Dawne Taylor suggested Empty Planet: The Shock of Global Population Decline by Canadian authors Darrell Bricker and John Ibbitson. “Gives a somewhat different perspective from the usual pessimistic one -- and different than the UN projections of population growth.”
Ted Archibald: “I am just finishing up an e-book that I recommend to you: by Wes Jackson and Robert Jensen, available on Kindle, https://www.amazon.ca/Inconvenient-Apocalypse-Environmental-Collapse-Humanity-ebook/dp/B09RFHY1CN
“The authors read the science and conclude that there will be a major climate apocalypse/collapse. Much of their writing deals with what will happen to the remaining populations, a future of FEWER AND LESS.”

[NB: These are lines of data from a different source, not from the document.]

use animerec_core::RecommenderError;
use thiserror::Error;

/// Errors that can occur while building or querying the vector store.
#[derive(Debug, Error)]
pub enum VecDbError {
    /// The requested collection has not been built.
    #[error("collection {0:?} not found, build the vector store first")]
    CollectionNotFound(String),

    /// Filesystem failure.
    #[error("I/O error: {0}")]
    Io(#[from] std::io::Error),

    /// The corpus CSV could not be read.
    #[error("CSV error: {0}")]
    Csv(#[from] csv::Error),

    /// The SQLite backend failed.
    #[error("SQLite error: {0}")]
    Sqlite(#[from] rusqlite::Error),

    /// Metadata or model configuration could not be (de)serialized.
    #[error("serialization error: {0}")]
    Serialization(#[from] serde_json::Error),

    /// The embedding model could not be loaded.
    #[error("failed to load embedding model: {0}")]
    ModelLoad(String),

    /// Embedding inference failed.
    #[error("embedding error: {0}")]
    Embedding(String),

    /// A vector does not match the collection's dimension.
    #[error("invalid vector dimension: expected {expected}, got {actual}")]
    InvalidDimension {
        /// Dimension the collection was built with.
        expected: usize,
        /// Dimension that was supplied.
        actual: usize,
    },

    /// Chunking parameters are unusable.
    #[error("invalid chunker configuration: {0}")]
    InvalidChunker(String),

    /// A thread panicked while holding the store lock.
    #[error("vector store lock poisoned")]
    Poisoned,
}

impl From<candle_core::Error> for VecDbError {
    fn from(err: candle_core::Error) -> Self {
        Self::Embedding(err.to_string())
    }
}

impl From<VecDbError> for RecommenderError {
    fn from(err: VecDbError) -> Self {
        match err {
            VecDbError::CollectionNotFound(collection) => Self::IndexNotBuilt { collection },
            other => Self::search(other),
        }
    }
}

/// Result type alias for vector store operations.
pub type Result<T> = std::result::Result<T, VecDbError>;

#[cfg(test)]
mod tests {
    use super::*;

    #[test]
    fn missing_collection_maps_to_index_not_built() {
        let err: RecommenderError =
            VecDbError::CollectionNotFound("anime_collection".into()).into();
        match err {
            RecommenderError::IndexNotBuilt { collection } => {
                assert_eq!(collection, "anime_collection");
            }
            other => panic!("unexpected error: {other}"),
        }
    }

    #[test]
    fn other_errors_map_to_search() {
        let err: RecommenderError = VecDbError::Embedding("boom".into()).into();
        assert!(matches!(err, RecommenderError::Search(_)));
        assert!(err.to_string().contains("boom"));
    }

    #[test]
    fn error_is_send_sync() {
        fn assert_send_sync<T: Send + Sync>() {}
        assert_send_sync::<VecDbError>();
    }
}
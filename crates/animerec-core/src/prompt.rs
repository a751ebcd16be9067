//! # Prompt Templates
//!
//! A template is plain text with two placeholders, `{context}` and
//! `{question}`. Literal braces are written doubled (`{{` and `}}`).
//! Templates are parsed once, so substituted text is never re-scanned for
//! placeholders.

use serde::Serialize;

use crate::error::{RecommenderError, Result};
use crate::types::SelectedContext;

/// The default recommendation prompt.
pub const ANIME_RECOMMENDATION_TEMPLATE: &str = "\
You are an expert anime recommender. Your job is to help users find the perfect anime based on their preferences.

Using the following context, provide a detailed and engaging response to the user's question.

For each question, suggest exactly three anime titles. For each recommendation, include:
1. The anime title.
2. A concise plot summary (2-3 sentences).
3. A clear explanation of why this anime matches the user's preferences.

Present your recommendations in a numbered list format for easy reading.

If you don't know the answer, respond honestly by saying you don't know. Do not fabricate any information.

Context:
{context}

User's question:
{question}

Your well-structured response:
";

#[derive(Debug, Clone, PartialEq, Eq)]
enum Segment {
    Literal(String),
    Context,
    Question,
}

/// A parsed prompt template.
#[derive(Debug, Clone, PartialEq, Eq)]
pub struct PromptTemplate {
    segments: Vec<Segment>,
}

impl PromptTemplate {
    /// Parses a template.
    ///
    /// # Errors
    ///
    /// Returns [`RecommenderError::InvalidTemplate`] for unknown or unclosed
    /// placeholders, stray closing braces, or when either placeholder is
    /// missing.
    pub fn new(template: &str) -> Result<Self> {
        let mut segments = Vec::new();
        let mut literal = String::new();
        let mut chars = template.chars().peekable();

        while let Some(c) = chars.next() {
            match c {
                '{' if chars.peek() == Some(&'{') => {
                    chars.next();
                    literal.push('{');
                }
                '{' => {
                    let mut name = String::new();
                    loop {
                        match chars.next() {
                            Some('}') => break,
                            Some(ch) => name.push(ch),
                            None => {
                                return Err(RecommenderError::InvalidTemplate(format!(
                                    "unclosed placeholder {{{name}"
                                )));
                            }
                        }
                    }
                    let slot = match name.as_str() {
                        "context" => Segment::Context,
                        "question" => Segment::Question,
                        other => {
                            return Err(RecommenderError::InvalidTemplate(format!(
                                "unknown placeholder {{{other}}}"
                            )));
                        }
                    };
                    if !literal.is_empty() {
                        segments.push(Segment::Literal(std::mem::take(&mut literal)));
                    }
                    segments.push(slot);
                }
                '}' if chars.peek() == Some(&'}') => {
                    chars.next();
                    literal.push('}');
                }
                '}' => {
                    return Err(RecommenderError::InvalidTemplate(
                        "single '}' encountered, use '}}' for a literal brace".into(),
                    ));
                }
                _ => literal.push(c),
            }
        }
        if !literal.is_empty() {
            segments.push(Segment::Literal(literal));
        }

        for (slot, name) in [(Segment::Context, "context"), (Segment::Question, "question")] {
            if !segments.contains(&slot) {
                return Err(RecommenderError::InvalidTemplate(format!(
                    "missing placeholder {{{name}}}"
                )));
            }
        }

        Ok(Self { segments })
    }

    /// The built-in anime recommendation template.
    #[must_use]
    pub fn anime() -> Self {
        Self::new(ANIME_RECOMMENDATION_TEMPLATE)
            .unwrap_or_else(|_| unreachable!("built-in template is well-formed"))
    }

    /// Substitutes the context and question.
    #[must_use]
    pub fn format(&self, context: &str, question: &str) -> String {
        let mut out = String::new();
        for segment in &self.segments {
            match segment {
                Segment::Literal(text) => out.push_str(text),
                Segment::Context => out.push_str(context),
                Segment::Question => out.push_str(question),
            }
        }
        out
    }
}

impl Default for PromptTemplate {
    fn default() -> Self {
        Self::anime()
    }
}

/// A query with its selected context and the filled-in prompt.
#[derive(Debug, Clone, PartialEq, Serialize)]
pub struct PreparedPrompt {
    /// The user's query.
    pub query: String,
    /// The selected context.
    pub context: SelectedContext,
    /// The prompt to send to the generator.
    pub prompt: String,
}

Vera Gottlieb takes a pessimistic view: “The global North/white race continue to decimate others with the sole purpose of attaining financial superiority at any cost. It might not be called ‘genocide’ or ‘holocaust’ but the end effects are the same: whitey’s domination in the belief that all other races are inferior. This, in my view, is a form of ‘deciding’ who lives and who doesn’t.”
Jane Wallbrown wrote from India, where the population is growing faster than China’s: “Are there really people who believe that God is in charge of overpopulation or decline?
“I have been somewhat -- I guess the word is shocked -- at the number of abortions Indian upper class women have...Married women. They take the [abortion] pill and are under the weather for 2 or 3 days. Some believe that the birth control pills are bad for them, yet taking a pill and aborting is better?
“My daughter-in-law’s circle of professional families are all limiting their families to one.”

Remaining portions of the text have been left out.